:: ASSIGNMENT ::
In the records, each line holding "parts" must be reported.

#### RECORDS FOR THE TASK

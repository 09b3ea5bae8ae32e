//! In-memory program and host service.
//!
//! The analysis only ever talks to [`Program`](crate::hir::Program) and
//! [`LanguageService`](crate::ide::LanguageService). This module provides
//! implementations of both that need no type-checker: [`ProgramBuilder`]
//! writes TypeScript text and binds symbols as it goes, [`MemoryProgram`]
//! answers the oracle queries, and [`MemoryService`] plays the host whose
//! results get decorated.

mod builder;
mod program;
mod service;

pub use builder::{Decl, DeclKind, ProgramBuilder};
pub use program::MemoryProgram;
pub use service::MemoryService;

########
#### RECORDS FOR THE TASK

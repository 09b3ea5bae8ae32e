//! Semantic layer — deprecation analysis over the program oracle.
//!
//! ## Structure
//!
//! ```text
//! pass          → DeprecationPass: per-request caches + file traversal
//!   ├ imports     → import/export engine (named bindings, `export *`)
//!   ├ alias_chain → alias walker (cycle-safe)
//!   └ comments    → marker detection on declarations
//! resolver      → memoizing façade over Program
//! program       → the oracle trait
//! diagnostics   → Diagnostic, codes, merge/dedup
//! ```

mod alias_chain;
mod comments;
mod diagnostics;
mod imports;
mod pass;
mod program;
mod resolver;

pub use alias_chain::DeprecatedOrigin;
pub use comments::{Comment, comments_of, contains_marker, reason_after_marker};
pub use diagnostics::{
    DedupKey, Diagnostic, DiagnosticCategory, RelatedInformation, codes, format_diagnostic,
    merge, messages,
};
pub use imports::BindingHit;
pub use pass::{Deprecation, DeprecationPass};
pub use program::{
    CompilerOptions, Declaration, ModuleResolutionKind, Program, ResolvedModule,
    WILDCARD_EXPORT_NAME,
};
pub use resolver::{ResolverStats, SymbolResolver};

########
#### RECORDS FOR THE TASK

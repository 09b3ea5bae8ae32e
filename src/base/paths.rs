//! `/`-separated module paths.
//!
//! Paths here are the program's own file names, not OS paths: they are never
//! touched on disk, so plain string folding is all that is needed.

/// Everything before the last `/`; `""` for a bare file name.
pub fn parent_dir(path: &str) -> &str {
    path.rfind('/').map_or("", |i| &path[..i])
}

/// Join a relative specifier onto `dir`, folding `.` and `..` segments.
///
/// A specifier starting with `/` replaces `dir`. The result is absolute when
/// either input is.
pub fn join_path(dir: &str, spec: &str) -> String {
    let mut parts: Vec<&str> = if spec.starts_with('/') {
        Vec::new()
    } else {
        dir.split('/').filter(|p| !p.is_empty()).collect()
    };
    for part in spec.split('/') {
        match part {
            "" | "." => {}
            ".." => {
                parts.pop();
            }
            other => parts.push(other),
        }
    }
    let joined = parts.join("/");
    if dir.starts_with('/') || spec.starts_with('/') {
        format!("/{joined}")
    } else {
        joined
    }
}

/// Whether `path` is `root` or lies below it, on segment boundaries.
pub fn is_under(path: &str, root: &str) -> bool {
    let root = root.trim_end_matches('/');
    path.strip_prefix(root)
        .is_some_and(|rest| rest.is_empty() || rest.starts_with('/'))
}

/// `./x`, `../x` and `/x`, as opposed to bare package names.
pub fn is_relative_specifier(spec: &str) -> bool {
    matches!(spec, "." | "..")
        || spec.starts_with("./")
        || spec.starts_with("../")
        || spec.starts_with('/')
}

########

:: OUTPUT OF THE EXERCISE ::
    let mut parts: Vec<&str> = if spec.starts_with('/') {
                parts.pop();
            other => parts.push(other),
    let joined = parts.join("/");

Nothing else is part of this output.